Flamborough paused, as though to draw attention to his next point.
"I hunted about in the ditch, of course. And there, lying quite openly, was the tourniquet itself. Quite a complicated affair this time; he’s evidently improved his technique."
"Well, what about it?" Sir Clinton demanded rather testily, as though impatient of the Inspector’s comments.
"Here it is, sir."
Flamborough produced the lethal instrument with something of a flourish.
"You see, sir, it’s made out of a banjo-string threaded through a bit of rubber tubing. The handles are just bits of wood cut from a tree-branch, the same as before; but the banjo-string and the rubber tube are a vast improvement on the bit of twine he used last time, at Heatherfield. There’d be no chance of the banjo-string breaking under the strain; and the rubber tube would distribute the pressure and prevent the wire cutting into the flesh as it would have done if it had been used bare."

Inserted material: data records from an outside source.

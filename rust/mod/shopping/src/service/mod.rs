pub mod catalog;
pub mod items;
pub mod lists;
pub mod stats;

use std::sync::Arc;

use grocer_core::ServiceError;
use grocer_flux::EventFeed;
use grocer_sql::{Row, SQLStore};

use crate::events::Change;
use crate::model::{Category, Item, List, Unit};
use crate::schema;

/// Shopping service — holds the storage backend and the change feed, and
/// provides all business logic. Constructed once by the entry point and
/// shared as `Arc<ShoppingService>`.
pub struct ShoppingService {
    pub(crate) sql: Arc<dyn SQLStore>,
    pub(crate) feed: Arc<EventFeed>,
}

impl ShoppingService {
    /// Create the service and initialise the schema.
    pub fn new(
        sql: Arc<dyn SQLStore>,
        feed: Arc<EventFeed>,
    ) -> Result<Arc<Self>, ServiceError> {
        schema::init_schema(sql.as_ref())?;
        Ok(Arc::new(Self { sql, feed }))
    }

    /// The change feed this service publishes row-level events to.
    pub fn feed(&self) -> &Arc<EventFeed> {
        &self.feed
    }

    /// Publish a row-level change after a successful mutation.
    pub(crate) fn publish(&self, change: Change) {
        self.feed.publish(&change.topic(), change);
    }
}

// ── Row converters ──────────────────────────────────────────────────

pub(crate) fn row_to_list(row: &Row) -> Result<List, ServiceError> {
    Ok(List {
        id: require_i64(row, "id")?,
        name: require_str(row, "name")?,
        created_at: require_str(row, "created_at")?,
    })
}

pub(crate) fn row_to_category(row: &Row) -> Result<Category, ServiceError> {
    Ok(Category {
        id: require_i64(row, "id")?,
        name: require_str(row, "name")?,
        icon_name: row.get_str("icon_name").map(str::to_string),
    })
}

pub(crate) fn row_to_unit(row: &Row) -> Result<Unit, ServiceError> {
    Ok(Unit {
        id: require_i64(row, "id")?,
        name: require_str(row, "name")?,
    })
}

pub(crate) fn row_to_item(row: &Row) -> Result<Item, ServiceError> {
    Ok(Item {
        id: require_i64(row, "id")?,
        name: require_str(row, "name")?,
        quantity: require_i64(row, "quantity")?,
        brand: row.get_str("brand").map(str::to_string),
        comments: row.get_str("comments").map(str::to_string),
        bought: require_i64(row, "bought")? != 0,
        added_at: require_str(row, "added_at")?,
        list_id: require_i64(row, "list_id")?,
        category_id: require_i64(row, "category_id")?,
        unit_id: require_i64(row, "unit_id")?,
    })
}

fn require_i64(row: &Row, column: &str) -> Result<i64, ServiceError> {
    row.get_i64(column)
        .ok_or_else(|| ServiceError::Internal(format!("missing column {column}")))
}

fn require_str(row: &Row, column: &str) -> Result<String, ServiceError> {
    row.get_str(column)
        .map(str::to_string)
        .ok_or_else(|| ServiceError::Internal(format!("missing column {column}")))
}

Sir Clinton picked up the tourniquet and examined it with obvious interest.
"H’m! I don’t say you’ve much to go on, but there’s certainly more here than there was in the other tourniquet. The banjo-string’s not much help, of course; one can buy ’em in any musical-instrument shop. But the rubber tubing might suggest something to you."
Inspector Flamborough scrutinised it afresh.
"It’s very thick-walled, sir, with a much smaller bore than one would expect from the outside diameter."
Sir Clinton nodded.
"It’s what they call ‘pressure-tubing’ in a chemical laboratory. It’s used when you’re pumping out vessels or working under reduced pressures generally. That’s why it’s made so thick-walled: so that it won’t collapse flat under the outside air-pressure when you’ve pumped all the gas out of the channel in the middle."
"I see," said the Inspector, fingering the tubing thoughtfully. "So it’s the sort of thing one finds in a scientific place like the Croft-Thornton Institute?"
"Almost certainly," Sir Clinton agreed. "But don’t get too sure about your rubber tubing. Suppose someone is trying to throw suspicion on one of the Croft-Thornton staff, wouldn’t this be an excellent way of doing it? One can buy pressure-tubing in the open market. It’s not found exclusively in scientific institutes, you know."
Flamborough seemed a shade crestfallen at the loss of what he had evidently regarded as a promising line.
"Oh, indeed?" he said. "I suppose you’re right, sir. Still it’s a bit uncommon, isn’t it?"
"Not what you’d expect the ordinary criminal to hit on straight off, I suppose you mean? But this fellow isn’t an ordinary criminal. He’s got plenty of brains. Now doesn’t it strike you as strange that he should go to the trouble of leaving this tourniquet for your inspection? He could have slipped it into his pocket easily enough and it wouldn’t have bulged much."
"Well, sir, a glance at the body would show anyone that something of the sort had been used. He wasn’t giving much away by leaving the thing itself, was he?"
Sir Clinton did not seem altogether satisfied with the Inspector’s view.
"The less a murderer leaves behind, the more difficult it is to catch him, Inspector. That’s a truism. Now this fellow is no fool, as I’ve frequently remarked to you. Hence one might have anticipated that he’d leave as few traces as possible. But here he presents us with the actual weapon, and a weapon that has fairly salient peculiarities of its own. Queer, isn’t it?"